Aus dem All in den Alltag
Die SpaceHouse-Technologie könnte sich auch für den europäischen Wohnungsbau als interessant erweisen.
"Der Bausektor ist einer der stärksten Wirtschaftsbereiche Europas. Er beschäftigt 28 % der Europäer und erbringt ein BIP-Volumen von nahezu 10 %. Es kann jedoch nicht behauptet werden, dass dieser Sektor zu den technisch innovativsten gehört, auch wenn in den letzten Jahren viele neue Werkstoffe und Verfahren eingesetzt wurden," so Fritz Gampe.
"Die Tatsache, dass das Leben in der feindseligen Umgebung von Weltraumhabitaten nur mithilfe von anspruchsvollsten Technologien möglich gemacht werden kann, bedeutet, dass sich hier auch eine wertvolle Quelle für Neuerungen des Bausektors auf der Erde auftut."
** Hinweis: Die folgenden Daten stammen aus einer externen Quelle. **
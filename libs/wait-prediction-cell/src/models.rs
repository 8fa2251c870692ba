use chrono::{DateTime, Utc};
use serde::{Deserialize, Serialize};

/// One observed interaction at a service point.
#[derive(Debug, Clone, PartialEq)]
pub struct ServiceEvent {
    pub service_point_id: String,
    pub timestamp: DateTime<Utc>,
}

impl ServiceEvent {
    pub fn new(service_point_id: impl Into<String>, timestamp: DateTime<Utc>) -> Self {
        Self {
            service_point_id: service_point_id.into(),
            timestamp,
        }
    }
}

#[derive(Debug, Clone, Copy, PartialEq, Serialize)]
pub struct WaitPrediction {
    pub predicted_minutes: f64,
    pub confidence_low: f64,
    pub confidence_high: f64,
}

impl WaitPrediction {
    /// Multiplies the per-patient estimate by the queue depth and wraps the result
    /// in a fixed +/-20% band. An empty queue is always exactly zero.
    pub fn from_estimate(service_minutes: f64, patients_ahead: u32) -> Self {
        let predicted_minutes = if patients_ahead == 0 {
            0.0
        } else {
            round_tenth(service_minutes * f64::from(patients_ahead))
        };

        Self {
            predicted_minutes,
            confidence_low: round_tenth((predicted_minutes * 0.8).max(0.0)),
            confidence_high: round_tenth(predicted_minutes * 1.2),
        }
    }
}

pub fn round_tenth(value: f64) -> f64 {
    (value * 10.0).round() / 10.0
}

#[derive(Debug, Clone, Deserialize)]
pub struct PredictWaitRequest {
    #[serde(default)]
    pub doctor_id: Option<String>,
    #[serde(default, alias = "spid")]
    pub service_point_id: Option<String>,
    pub patients_ahead: u32,
    pub current_time: String,
}

#[derive(Debug, Clone, PartialEq, Serialize, Deserialize)]
pub struct PredictWaitResponse {
    pub predicted_minutes: f64,
    pub confidence_low: f64,
    pub confidence_high: f64,
}

impl From<WaitPrediction> for PredictWaitResponse {
    fn from(prediction: WaitPrediction) -> Self {
        Self {
            predicted_minutes: prediction.predicted_minutes,
            confidence_low: prediction.confidence_low,
            confidence_high: prediction.confidence_high,
        }
    }
}
use std::sync::Arc;

use axum::{
    extract::State,
    response::Json,
};
use chrono::Utc;
use tracing::info;

use shared_database::supabase::SupabaseClient;
use shared_models::error::AppError;

use crate::models::{PredictWaitRequest, PredictWaitResponse};
use crate::services::{
    Clock, ServiceTimeEstimator, SupabaseDoctorDirectory, SupabaseEventStore, WaitPredictor,
};

pub struct WaitPredictionHandlers {
    predictor: WaitPredictor,
}

impl WaitPredictionHandlers {
    /// Wires the predictor to the Supabase-backed store and doctor directory.
    pub fn new(supabase: Arc<SupabaseClient>) -> Self {
        Self::with_clock(supabase, Arc::new(Utc::now))
    }

    pub fn with_clock(supabase: Arc<SupabaseClient>, clock: Clock) -> Self {
        let estimator = ServiceTimeEstimator::new(Arc::new(SupabaseEventStore::new(supabase.clone())));
        let doctors = Arc::new(SupabaseDoctorDirectory::new(supabase));

        Self::with_predictor(WaitPredictor::with_clock(estimator, doctors, clock))
    }

    pub fn with_predictor(predictor: WaitPredictor) -> Self {
        Self { predictor }
    }
}

/// Predict the wait for a patient given how many people are ahead of them
pub async fn predict_wait(
    State(handlers): State<Arc<WaitPredictionHandlers>>,
    Json(request): Json<PredictWaitRequest>,
) -> Result<Json<PredictWaitResponse>, AppError> {
    info!(
        "Wait prediction request: service_point={:?} doctor={:?} patients_ahead={}",
        request.service_point_id, request.doctor_id, request.patients_ahead
    );

    let prediction = handlers.predictor.predict(&request).await?;

    Ok(Json(prediction.into()))
}
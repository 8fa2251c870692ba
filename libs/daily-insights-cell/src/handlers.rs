use std::sync::Arc;

use axum::{
    extract::State,
    response::Json,
};
use tracing::info;

use shared_config::AppConfig;
use shared_models::error::AppError;

use crate::models::{DailyInsightsRequest, DailyInsightsResponse};
use crate::services::{GenerationProvider, InsightSynthesizer};

pub struct InsightHandlers {
    synthesizer: InsightSynthesizer,
}

impl InsightHandlers {
    pub fn new(config: &AppConfig, provider: Option<Arc<dyn GenerationProvider>>) -> Self {
        Self::with_synthesizer(InsightSynthesizer::from_config(config, provider))
    }

    pub fn with_synthesizer(synthesizer: InsightSynthesizer) -> Self {
        Self { synthesizer }
    }
}

/// Executive summary and action list for one operating day
pub async fn daily_insights(
    State(handlers): State<Arc<InsightHandlers>>,
    Json(request): Json<DailyInsightsRequest>,
) -> Result<Json<DailyInsightsResponse>, AppError> {
    info!("Daily insights request for {}", request.date);

    let result = handlers.synthesizer
        .synthesize(&request.date, &request.metrics)
        .await?;

    Ok(Json(result.into()))
}
use std::sync::Arc;

use axum::{
    routing::post,
    Router,
};

use crate::handlers::{daily_insights, InsightHandlers};

pub fn create_daily_insights_router(handlers: Arc<InsightHandlers>) -> Router {
    Router::new()
        .route("/daily-insights", post(daily_insights))
        .with_state(handlers)
}
use std::net::SocketAddr;
use std::sync::Arc;
use axum::http::{header, HeaderValue, Method};
use dotenv::dotenv;
use tokio::net::TcpListener;
use tower_http::cors::{AllowOrigin, CorsLayer};
use tower_http::trace::{self, TraceLayer};
use tracing::{Level, error, info, warn};
use tracing_subscriber::{layer::SubscriberExt, util::SubscriberInitExt};

mod router;

use daily_insights_cell::api::{GeminiProvider, GenerationProvider};
use daily_insights_cell::InsightHandlers;
use shared_config::AppConfig;
use shared_database::supabase::SupabaseClient;
use wait_prediction_cell::WaitPredictionHandlers;

#[tokio::main]
async fn main() {
    // Loading Env Vars
    dotenv().ok();

    // Initialize tracing
    tracing_subscriber::registry()
        .with(tracing_subscriber::EnvFilter::new(
            std::env::var("RUST_LOG").unwrap_or_else(|_| "info,tower_http=debug".into()),
        ))
        .with(tracing_subscriber::fmt::layer())
        .init();

    info!("Starting Patient Flow API server");

    // Load configuration
    let config = AppConfig::from_env();

    // Collaborators are built once and shared by every request
    let supabase = Arc::new(SupabaseClient::new(&config));
    let provider: Option<Arc<dyn GenerationProvider>> = if config.is_gemini_configured() {
        match GeminiProvider::from_config(&config) {
            Ok(provider) => Some(Arc::new(provider)),
            Err(e) => {
                error!("Failed to build Gemini client: {}", e);
                None
            }
        }
    } else {
        None
    };

    let wait_prediction = Arc::new(WaitPredictionHandlers::new(supabase));
    let insights = Arc::new(InsightHandlers::new(&config, provider));

    // Build the application router
    let app = router::create_router(wait_prediction, insights)
        .layer(
            TraceLayer::new_for_http()
                .make_span_with(trace::DefaultMakeSpan::new()
                    .level(Level::INFO))
                .on_response(trace::DefaultOnResponse::new()
                    .level(Level::INFO)),
        )
        .layer(cors_layer(&config.allowed_origins));

    // Run the server
    let addr = SocketAddr::from(([0, 0, 0, 0], config.server_port));
    info!("Listening on {}", addr);

    let listener = TcpListener::bind(addr)
        .await
        .expect("failed to bind listen address");
    axum::serve(listener, app)
        .await
        .expect("server error");
}

fn cors_layer(allowed_origins: &[String]) -> CorsLayer {
    let origins: Vec<HeaderValue> = allowed_origins
        .iter()
        .filter_map(|origin| match HeaderValue::from_str(origin) {
            Ok(value) => Some(value),
            Err(_) => {
                warn!("Ignoring invalid CORS origin: {}", origin);
                None
            }
        })
        .collect();

    CorsLayer::new()
        .allow_origin(AllowOrigin::list(origins))
        .allow_credentials(true)
        .allow_methods([Method::GET, Method::POST, Method::OPTIONS])
        .allow_headers([header::CONTENT_TYPE, header::AUTHORIZATION])
}
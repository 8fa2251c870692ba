use thiserror::Error;

use shared_models::error::AppError;

#[derive(Error, Debug)]
pub enum WaitPredictionError {
    #[error("service_point_id or doctor_id is required")]
    MissingServicePoint,

    #[error("Invalid current_time format: {0}")]
    InvalidTimestamp(String),
}

impl From<WaitPredictionError> for AppError {
    fn from(err: WaitPredictionError) -> Self {
        AppError::BadRequest(err.to_string())
    }
}
pub mod error;
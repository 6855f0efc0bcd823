// SPDX-License-Identifier: AGPL-3.0-or-later
//
// Copyright (C) 2026 Relational Network

use axum::{extract::Request, middleware::from_fn_with_state, routing::get, Extension, Router};
use tower_http::trace::TraceLayer;
use tracing::Span;

use crate::auth::{authenticate, require_identity};
use crate::state::AppState;

pub mod health;
pub mod hello;

/// Request span carrying the path only. The query string may hold an
/// `id_token` credential and is never recorded.
pub fn request_span(request: &Request) -> Span {
    tracing::info_span!(
        "request",
        method = %request.method(),
        path = %request.uri().path(),
        version = ?request.version(),
    )
}

/// Build the application router.
///
/// Authentication runs on every route; only `/api` is guarded. The guard is
/// also placed in the request extensions so the `Auth` extractor rejects
/// with the same challenge.
pub fn router(state: AppState) -> Router {
    let api_routes = Router::new()
        .route("/hello", get(hello::hello))
        .route("/me", get(hello::me))
        .route_layer(from_fn_with_state(state.guard.clone(), require_identity));

    Router::new()
        .route("/health", get(health::health))
        .route("/health/live", get(health::liveness))
        .route("/whoami", get(hello::whoami))
        .nest("/api", api_routes)
        .layer(from_fn_with_state(state.authenticator.clone(), authenticate))
        .layer(Extension(state.guard.clone()))
        .layer(TraceLayer::new_for_http().make_span_with(request_span))
        .with_state(state)
}
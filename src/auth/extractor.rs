// SPDX-License-Identifier: AGPL-3.0-or-later
//
// Copyright (C) 2026 Relational Network

//! Token extraction and Axum extractors for the authenticated identity.
//!
//! [`extract_token`] finds the candidate token on an incoming request. The
//! `Auth` and `OptionalAuth` extractors read the identity that the
//! authentication middleware attached, for handlers that prefer extraction
//! over a route-level guard:
//!
//! ```rust,ignore
//! async fn my_handler(Auth(user): Auth) -> impl IntoResponse {
//!     // user is Identity
//! }
//! ```

use std::convert::Infallible;

use axum::{
    extract::{FromRequestParts, Query},
    http::{header::AUTHORIZATION, request::Parts, HeaderMap, Uri},
};
use serde::Deserialize;

use super::{
    guard::{Guard, DEFAULT_REALM},
    Identity, Unauthorized,
};

/// Query parameter carrying the token when no header is sent.
pub const TOKEN_QUERY_PARAM: &str = "id_token";

#[derive(Debug, Deserialize)]
struct TokenQuery {
    id_token: Option<String>,
}

/// Pull a candidate token out of the request.
///
/// `Authorization: Bearer <token>` wins over the `id_token` query parameter.
/// The header must split into exactly two whitespace-separated parts with a
/// case-insensitive `Bearer` scheme; anything else falls through to the
/// query form. Returns `None` when neither carries a token.
pub fn extract_token(headers: &HeaderMap, uri: &Uri) -> Option<String> {
    bearer_from_header(headers).or_else(|| token_from_query(uri))
}

fn bearer_from_header(headers: &HeaderMap) -> Option<String> {
    let value = headers.get(AUTHORIZATION)?.to_str().ok()?;

    let mut parts = value.split_ascii_whitespace();
    let (scheme, credentials) = (parts.next()?, parts.next()?);
    if parts.next().is_some() || !scheme.eq_ignore_ascii_case("Bearer") {
        return None;
    }

    Some(credentials.to_string())
}

fn token_from_query(uri: &Uri) -> Option<String> {
    // A repeated parameter fails to deserialize and is ignored.
    Query::<TokenQuery>::try_from_uri(uri)
        .ok()?
        .0
        .id_token
        .filter(|token| !token.is_empty())
}

/// Extractor for authenticated requests.
///
/// Rejects with `401` when the authentication middleware attached no
/// identity. The challenge comes from the [`Guard`] in the request
/// extensions, falling back to the default realm `jwt` when none is there.
pub struct Auth(pub Identity);

impl<S> FromRequestParts<S> for Auth
where
    S: Send + Sync,
{
    type Rejection = Unauthorized;

    async fn from_request_parts(parts: &mut Parts, _state: &S) -> Result<Self, Self::Rejection> {
        match parts.extensions.get::<Identity>() {
            Some(identity) => Ok(Auth(identity.clone())),
            None => Err(match parts.extensions.get::<Guard>() {
                Some(guard) => guard.rejection(),
                None => Unauthorized::for_realm(DEFAULT_REALM)
                    .unwrap_or(Unauthorized { challenge: None }),
            }),
        }
    }
}

/// Optional authentication extractor.
///
/// Yields `None` instead of rejecting when no identity is attached.
pub struct OptionalAuth(pub Option<Identity>);

impl<S> FromRequestParts<S> for OptionalAuth
where
    S: Send + Sync,
{
    type Rejection = Infallible;

    async fn from_request_parts(parts: &mut Parts, _state: &S) -> Result<Self, Self::Rejection> {
        Ok(OptionalAuth(parts.extensions.get::<Identity>().cloned()))
    }
}
// SPDX-License-Identifier: AGPL-3.0-or-later
//
// Copyright (C) 2026 Relational Network

//! Token-signing helpers for unit tests.
//!
//! Keys come from `tests/fixtures`: two RSA private keys and the JWK set
//! publishing their public halves as `test-key-1` and `test-key-2`.

use std::sync::Arc;

use chrono::Utc;
use jsonwebtoken::{encode, Algorithm, EncodingKey, Header};
use serde_json::{json, Value};

use super::certs::{CertificateCache, DEFAULT_CERTS_URL};

pub const JWKS: &str = include_str!("../../tests/fixtures/jwks.json");
pub const PRIMARY_KEY_PEM: &[u8] = include_bytes!("../../tests/fixtures/primary.pem");
pub const ROTATED_KEY_PEM: &[u8] = include_bytes!("../../tests/fixtures/rotated.pem");

pub const PRIMARY_KID: &str = "test-key-1";
pub const CLIENT_ID: &str = "client123";
pub const ISSUER: &str = "accounts.google.com";

/// Cache preloaded with both fixture keys.
pub fn loaded_cache() -> Arc<CertificateCache> {
    let cache = CertificateCache::new(DEFAULT_CERTS_URL).expect("cache");
    cache.replace_keys(JWKS.as_bytes()).expect("fixture keys");
    Arc::new(cache)
}

/// Claims for a valid token expiring in an hour.
pub fn valid_claims() -> Value {
    let now = Utc::now().timestamp();
    json!({
        "iss": ISSUER,
        "aud": CLIENT_ID,
        "sub": "42",
        "iat": now,
        "exp": now + 3600,
        "email": "a@b.com",
        "email_verified": true,
        "name": "A B",
        "given_name": "A",
        "family_name": "B",
    })
}

/// Sign `claims` with `pem`, labelled with `kid`.
pub fn sign_with(pem: &[u8], kid: &str, claims: &Value) -> String {
    let mut header = Header::new(Algorithm::RS256);
    header.kid = Some(kid.to_string());
    let key = EncodingKey::from_rsa_pem(pem).expect("fixture PEM");
    encode(&header, claims, &key).expect("sign token")
}

/// Sign `claims` with the primary fixture key.
pub fn sign(claims: &Value) -> String {
    sign_with(PRIMARY_KEY_PEM, PRIMARY_KID, claims)
}
// SPDX-License-Identifier: AGPL-3.0-or-later
//
// Copyright (C) 2026 Relational Network

use axum::{extract::State, http::StatusCode, Json};
use chrono::{DateTime, Utc};
use serde::Serialize;

use crate::state::AppState;

/// Health check response with individual component status.
#[derive(Debug, Serialize)]
pub struct ReadyResponse {
    /// Overall health status ("ok" or "degraded").
    pub status: String,
    pub checks: HealthChecks,
}

/// Individual health check results.
#[derive(Debug, Serialize)]
pub struct HealthChecks {
    pub service: String,
    /// "ok" when at least one signing key is loaded, else "unavailable".
    pub signing_keys: String,
    pub key_count: usize,
    #[serde(skip_serializing_if = "Option::is_none")]
    pub keys_refreshed_at: Option<DateTime<Utc>>,
}

/// Simple health check response for liveness probes.
#[derive(Debug, Serialize)]
pub struct HealthResponse {
    pub status: String,
}

/// Readiness handler.
///
/// Returns 503 until signing keys are loaded: without keys no token can
/// verify. Reads the cache only; it never triggers a fetch.
pub async fn health(State(state): State<AppState>) -> (StatusCode, Json<ReadyResponse>) {
    let key_count = state.cache.key_count();
    let keys_ok = key_count > 0;

    let response = ReadyResponse {
        status: if keys_ok { "ok" } else { "degraded" }.to_string(),
        checks: HealthChecks {
            service: "ok".to_string(),
            signing_keys: if keys_ok { "ok" } else { "unavailable" }.to_string(),
            key_count,
            keys_refreshed_at: state.cache.last_refreshed(),
        },
    };

    let status = if keys_ok {
        StatusCode::OK
    } else {
        StatusCode::SERVICE_UNAVAILABLE
    };

    (status, Json(response))
}

/// Liveness probe handler. Always 200 while the process runs.
pub async fn liveness() -> Json<HealthResponse> {
    Json(HealthResponse {
        status: "ok".to_string(),
    })
}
Man denke nur an Baustoffe wie ein für den Weltraum entwickeltes, hochwirksames Feuerschutzmaterial oder dünne Polymerlagen - eine metallbeschichtete Kunststofffolie, die sich zum Schutz vor Blitzeinschlag auf jeden Teil des SpaceHouse anwenden lässt.
Im Rahmen des Technologietransfer-Programms hat die Europäische Weltraumorganisation die für die Entwicklung eines ersten SpaceHouse-Konzepts und die für die Bereitstellung einer technologischen Grundlage erforderlichen Mittel investiert. Als Nächstes soll ein SpaceHouse-Prototyp zur Demonstration seines Nachhaltigkeitskonzeptes und des weiteren Marktpotentials hergestellt werden.
Pierre Brisson, Leiter des Technology Transfer and Promotion Office der ESA: “Viele unserer Raumfahrttechnologien haben bereits Anwendung als originelle Lösungen für Probleme auf der Erde gefunden. Neue Bedürfnisse im Bereich der nachhaltigen Entwicklung legen nahe, dass die Raumfahrttechnologien auch für den Bausektor interessante, rentable Lösungen hervorbringen könnten.”
Neumayer-III
Wenn alles nach Plan verläuft, wird Neumayer II bereits 2008 durch Neumayer III abgelöst. Im Juli kündigte Bundesforschungsministerin Edelgard Bulmahn an, dass ihr Ministerium 26 Millionen Euro für den Bau der neuen deutschen Antarktisstation mit "modernsten umweltschonenden Werkstoffen, wie sie sonst nur in der Raumfahrttechnik eingesetzt werden" bereitstellt.
Jetzt, da die Mittel zur Verfügung stehen, wird eine unabhängige Gruppe ernannt, die für die Prüfung der Gebäudeanforderungen zuständig ist und entscheiden wird, ob das SpaceHouse-Konzept als Ausgangsbasis verwendet werden soll.